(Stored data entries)
▼▼▼
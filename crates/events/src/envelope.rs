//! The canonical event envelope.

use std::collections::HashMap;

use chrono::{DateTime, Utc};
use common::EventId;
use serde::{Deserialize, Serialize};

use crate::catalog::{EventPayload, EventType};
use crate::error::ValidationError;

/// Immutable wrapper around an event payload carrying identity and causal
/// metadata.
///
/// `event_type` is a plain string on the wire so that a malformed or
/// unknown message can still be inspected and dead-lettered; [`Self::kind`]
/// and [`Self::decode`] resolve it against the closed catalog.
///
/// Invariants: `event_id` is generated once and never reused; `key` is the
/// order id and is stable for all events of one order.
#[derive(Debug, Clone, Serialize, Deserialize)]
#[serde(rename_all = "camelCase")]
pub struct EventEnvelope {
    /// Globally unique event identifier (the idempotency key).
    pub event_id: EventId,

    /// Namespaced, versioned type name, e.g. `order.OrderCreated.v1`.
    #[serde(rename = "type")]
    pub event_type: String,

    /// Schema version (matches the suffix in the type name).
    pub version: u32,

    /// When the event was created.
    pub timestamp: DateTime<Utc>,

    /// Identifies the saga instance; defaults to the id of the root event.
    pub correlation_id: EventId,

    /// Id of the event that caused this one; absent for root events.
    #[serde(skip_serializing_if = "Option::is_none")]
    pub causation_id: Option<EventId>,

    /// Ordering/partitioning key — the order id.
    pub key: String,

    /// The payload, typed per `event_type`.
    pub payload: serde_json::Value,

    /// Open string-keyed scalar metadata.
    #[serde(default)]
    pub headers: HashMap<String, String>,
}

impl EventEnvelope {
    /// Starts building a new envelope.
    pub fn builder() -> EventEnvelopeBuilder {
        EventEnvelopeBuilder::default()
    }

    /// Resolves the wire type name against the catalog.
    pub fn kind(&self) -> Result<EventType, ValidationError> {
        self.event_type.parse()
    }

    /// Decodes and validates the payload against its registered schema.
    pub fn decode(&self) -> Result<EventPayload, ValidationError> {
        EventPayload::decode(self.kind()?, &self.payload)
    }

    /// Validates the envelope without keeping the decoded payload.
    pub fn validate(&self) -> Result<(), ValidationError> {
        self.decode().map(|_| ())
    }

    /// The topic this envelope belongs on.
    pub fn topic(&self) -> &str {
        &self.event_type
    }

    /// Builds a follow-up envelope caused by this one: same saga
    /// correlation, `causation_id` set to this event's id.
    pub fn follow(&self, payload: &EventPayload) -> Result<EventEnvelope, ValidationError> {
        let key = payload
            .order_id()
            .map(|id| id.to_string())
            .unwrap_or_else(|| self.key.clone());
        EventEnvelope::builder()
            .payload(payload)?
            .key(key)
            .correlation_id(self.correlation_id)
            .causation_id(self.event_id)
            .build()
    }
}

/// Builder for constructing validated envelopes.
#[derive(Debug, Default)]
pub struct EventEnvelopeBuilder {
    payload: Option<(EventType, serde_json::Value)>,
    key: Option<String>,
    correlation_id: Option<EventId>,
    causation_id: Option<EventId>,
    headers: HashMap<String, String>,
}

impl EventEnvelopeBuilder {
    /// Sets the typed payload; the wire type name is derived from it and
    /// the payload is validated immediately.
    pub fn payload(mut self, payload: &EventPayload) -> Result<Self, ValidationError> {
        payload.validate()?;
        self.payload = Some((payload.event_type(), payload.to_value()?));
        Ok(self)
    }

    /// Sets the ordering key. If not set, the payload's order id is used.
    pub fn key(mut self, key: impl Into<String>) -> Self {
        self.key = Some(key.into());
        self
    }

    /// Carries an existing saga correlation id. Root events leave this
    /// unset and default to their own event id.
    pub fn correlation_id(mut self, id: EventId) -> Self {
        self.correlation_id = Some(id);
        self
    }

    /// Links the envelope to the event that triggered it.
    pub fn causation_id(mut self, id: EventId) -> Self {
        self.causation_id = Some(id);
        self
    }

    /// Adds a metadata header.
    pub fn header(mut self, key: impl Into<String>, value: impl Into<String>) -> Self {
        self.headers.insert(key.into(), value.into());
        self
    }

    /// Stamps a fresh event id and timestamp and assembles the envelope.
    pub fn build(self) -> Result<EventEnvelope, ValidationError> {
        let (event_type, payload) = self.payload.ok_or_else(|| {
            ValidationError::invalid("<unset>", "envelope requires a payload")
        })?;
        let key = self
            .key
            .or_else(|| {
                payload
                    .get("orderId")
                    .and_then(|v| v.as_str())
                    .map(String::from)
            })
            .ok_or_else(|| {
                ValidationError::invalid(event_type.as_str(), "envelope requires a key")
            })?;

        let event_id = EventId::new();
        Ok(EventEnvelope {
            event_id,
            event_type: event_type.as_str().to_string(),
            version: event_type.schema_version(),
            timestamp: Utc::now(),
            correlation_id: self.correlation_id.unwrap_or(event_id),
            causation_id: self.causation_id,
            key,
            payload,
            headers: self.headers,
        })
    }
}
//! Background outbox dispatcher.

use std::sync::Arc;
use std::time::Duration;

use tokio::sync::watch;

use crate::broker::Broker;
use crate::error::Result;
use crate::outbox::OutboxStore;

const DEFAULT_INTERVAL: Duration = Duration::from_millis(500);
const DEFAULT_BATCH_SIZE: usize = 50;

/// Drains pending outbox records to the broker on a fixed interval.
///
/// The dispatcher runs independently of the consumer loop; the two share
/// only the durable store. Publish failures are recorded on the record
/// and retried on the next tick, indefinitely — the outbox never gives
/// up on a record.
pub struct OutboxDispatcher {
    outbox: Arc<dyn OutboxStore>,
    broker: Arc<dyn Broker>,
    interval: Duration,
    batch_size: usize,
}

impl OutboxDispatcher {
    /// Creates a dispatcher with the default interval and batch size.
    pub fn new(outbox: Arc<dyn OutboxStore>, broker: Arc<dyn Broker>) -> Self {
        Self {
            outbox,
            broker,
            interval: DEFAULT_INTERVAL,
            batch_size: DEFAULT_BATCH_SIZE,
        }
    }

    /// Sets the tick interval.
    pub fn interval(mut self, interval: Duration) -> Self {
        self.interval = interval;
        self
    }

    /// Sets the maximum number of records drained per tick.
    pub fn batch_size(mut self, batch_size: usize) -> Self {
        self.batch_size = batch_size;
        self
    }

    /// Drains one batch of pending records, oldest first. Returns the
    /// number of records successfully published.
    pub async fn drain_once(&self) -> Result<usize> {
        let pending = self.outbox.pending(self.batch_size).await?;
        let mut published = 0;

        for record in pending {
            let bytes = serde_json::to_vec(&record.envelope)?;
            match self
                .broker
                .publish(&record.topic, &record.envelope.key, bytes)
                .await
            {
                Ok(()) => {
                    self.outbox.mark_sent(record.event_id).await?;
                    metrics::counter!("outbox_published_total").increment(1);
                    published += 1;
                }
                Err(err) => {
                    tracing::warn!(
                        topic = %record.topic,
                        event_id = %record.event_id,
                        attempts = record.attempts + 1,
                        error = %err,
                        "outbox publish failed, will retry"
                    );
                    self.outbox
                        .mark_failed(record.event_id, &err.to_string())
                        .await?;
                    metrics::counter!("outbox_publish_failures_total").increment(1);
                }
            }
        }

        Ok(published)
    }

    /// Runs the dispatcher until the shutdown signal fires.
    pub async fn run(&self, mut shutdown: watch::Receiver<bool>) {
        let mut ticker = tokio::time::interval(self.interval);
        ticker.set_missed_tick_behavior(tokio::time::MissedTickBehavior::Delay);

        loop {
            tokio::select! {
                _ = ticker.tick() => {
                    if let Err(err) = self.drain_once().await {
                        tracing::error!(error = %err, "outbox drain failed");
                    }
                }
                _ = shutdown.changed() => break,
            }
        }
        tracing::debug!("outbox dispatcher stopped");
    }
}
▲▲▲
Copy every line of the records above, starting with the first, up to and including the line containing "the root event.".

filename crates/events/src/envelope.rs
//! The canonical event envelope.

use std::collections::HashMap;

use chrono::{DateTime, Utc};
use common::EventId;
use serde::{Deserialize, Serialize};

use crate::catalog::{EventPayload, EventType};
use crate::error::ValidationError;

/// Immutable wrapper around an event payload carrying identity and causal
/// metadata.
///
/// `event_type` is a plain string on the wire so that a malformed or
/// unknown message can still be inspected and dead-lettered; [`Self::kind`]
/// and [`Self::decode`] resolve it against the closed catalog.
///
/// Invariants: `event_id` is generated once and never reused; `key` is the
/// order id and is stable for all events of one order.
#[derive(Debug, Clone, Serialize, Deserialize)]
#[serde(rename_all = "camelCase")]
pub struct EventEnvelope {
    /// Globally unique event identifier (the idempotency key).
    pub event_id: EventId,

    /// Namespaced, versioned type name, e.g. `order.OrderCreated.v1`.
    #[serde(rename = "type")]
    pub event_type: String,

    /// Schema version (matches the suffix in the type name).
    pub version: u32,

    /// When the event was created.
    pub timestamp: DateTime<Utc>,

    /// Identifies the saga instance; defaults to the id of the root event.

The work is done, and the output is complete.